Copy each line of the material beneath that holds the word "take".

* * * * *

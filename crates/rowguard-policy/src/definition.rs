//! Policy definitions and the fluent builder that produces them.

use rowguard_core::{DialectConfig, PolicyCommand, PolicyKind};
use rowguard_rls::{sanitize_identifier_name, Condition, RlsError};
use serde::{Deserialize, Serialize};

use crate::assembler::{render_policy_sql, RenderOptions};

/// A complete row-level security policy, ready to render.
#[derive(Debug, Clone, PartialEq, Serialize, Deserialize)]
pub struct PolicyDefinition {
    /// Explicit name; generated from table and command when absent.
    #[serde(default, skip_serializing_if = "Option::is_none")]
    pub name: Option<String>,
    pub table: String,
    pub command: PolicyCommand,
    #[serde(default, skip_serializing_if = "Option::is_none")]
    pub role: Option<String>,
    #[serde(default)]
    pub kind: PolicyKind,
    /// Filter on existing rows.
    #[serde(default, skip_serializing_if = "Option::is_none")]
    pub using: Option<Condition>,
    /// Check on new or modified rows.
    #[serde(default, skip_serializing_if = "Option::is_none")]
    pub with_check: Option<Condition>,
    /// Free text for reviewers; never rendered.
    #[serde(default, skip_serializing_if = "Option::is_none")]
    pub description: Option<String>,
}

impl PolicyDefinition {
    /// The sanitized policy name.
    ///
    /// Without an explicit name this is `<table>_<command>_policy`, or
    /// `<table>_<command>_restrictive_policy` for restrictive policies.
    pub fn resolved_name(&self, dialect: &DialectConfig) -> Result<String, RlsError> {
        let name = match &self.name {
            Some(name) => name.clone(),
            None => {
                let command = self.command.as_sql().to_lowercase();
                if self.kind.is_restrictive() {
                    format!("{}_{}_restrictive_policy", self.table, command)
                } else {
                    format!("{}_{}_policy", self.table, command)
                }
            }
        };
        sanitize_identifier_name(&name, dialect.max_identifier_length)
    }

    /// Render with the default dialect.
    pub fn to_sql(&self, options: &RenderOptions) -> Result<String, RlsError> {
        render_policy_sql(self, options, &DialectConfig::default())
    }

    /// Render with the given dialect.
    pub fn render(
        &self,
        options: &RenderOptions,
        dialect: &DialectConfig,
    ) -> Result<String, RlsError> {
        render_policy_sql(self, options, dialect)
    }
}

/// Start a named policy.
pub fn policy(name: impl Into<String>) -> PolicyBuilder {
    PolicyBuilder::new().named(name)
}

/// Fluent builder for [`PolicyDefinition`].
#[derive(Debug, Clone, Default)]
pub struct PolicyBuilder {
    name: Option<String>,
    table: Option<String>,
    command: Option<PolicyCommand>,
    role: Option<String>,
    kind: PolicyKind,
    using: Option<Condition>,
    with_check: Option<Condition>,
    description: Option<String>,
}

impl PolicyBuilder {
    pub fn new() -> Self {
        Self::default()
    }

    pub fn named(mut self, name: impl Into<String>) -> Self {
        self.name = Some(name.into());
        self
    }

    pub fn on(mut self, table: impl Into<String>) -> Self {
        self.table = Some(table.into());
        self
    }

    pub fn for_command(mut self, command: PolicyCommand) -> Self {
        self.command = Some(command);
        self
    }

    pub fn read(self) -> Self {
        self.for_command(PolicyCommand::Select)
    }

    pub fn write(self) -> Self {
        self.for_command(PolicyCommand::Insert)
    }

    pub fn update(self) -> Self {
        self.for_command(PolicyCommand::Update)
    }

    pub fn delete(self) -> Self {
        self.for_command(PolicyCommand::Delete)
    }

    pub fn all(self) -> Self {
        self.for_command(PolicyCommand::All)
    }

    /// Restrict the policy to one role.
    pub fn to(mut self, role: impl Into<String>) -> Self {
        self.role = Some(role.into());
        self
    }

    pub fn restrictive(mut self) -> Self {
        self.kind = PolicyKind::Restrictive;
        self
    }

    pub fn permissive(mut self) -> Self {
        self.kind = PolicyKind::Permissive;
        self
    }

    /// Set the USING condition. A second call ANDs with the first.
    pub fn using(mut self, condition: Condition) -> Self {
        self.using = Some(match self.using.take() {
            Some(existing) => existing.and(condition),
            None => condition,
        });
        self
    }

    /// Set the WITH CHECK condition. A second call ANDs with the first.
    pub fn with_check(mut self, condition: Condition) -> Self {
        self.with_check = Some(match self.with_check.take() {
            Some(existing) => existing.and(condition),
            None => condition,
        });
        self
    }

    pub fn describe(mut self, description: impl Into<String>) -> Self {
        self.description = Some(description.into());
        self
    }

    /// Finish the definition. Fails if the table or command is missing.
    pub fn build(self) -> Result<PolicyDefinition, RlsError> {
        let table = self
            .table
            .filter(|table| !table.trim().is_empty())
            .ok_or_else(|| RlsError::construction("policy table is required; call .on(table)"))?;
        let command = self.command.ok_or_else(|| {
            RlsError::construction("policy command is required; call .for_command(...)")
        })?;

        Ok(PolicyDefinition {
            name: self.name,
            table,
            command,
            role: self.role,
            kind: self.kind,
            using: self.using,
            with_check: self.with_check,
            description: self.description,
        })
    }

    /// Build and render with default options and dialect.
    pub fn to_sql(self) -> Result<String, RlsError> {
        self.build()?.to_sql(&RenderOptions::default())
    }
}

* * * * *

== The answer ==
        self.using = Some(match self.using.take() {
        self.with_check = Some(match self.with_check.take() {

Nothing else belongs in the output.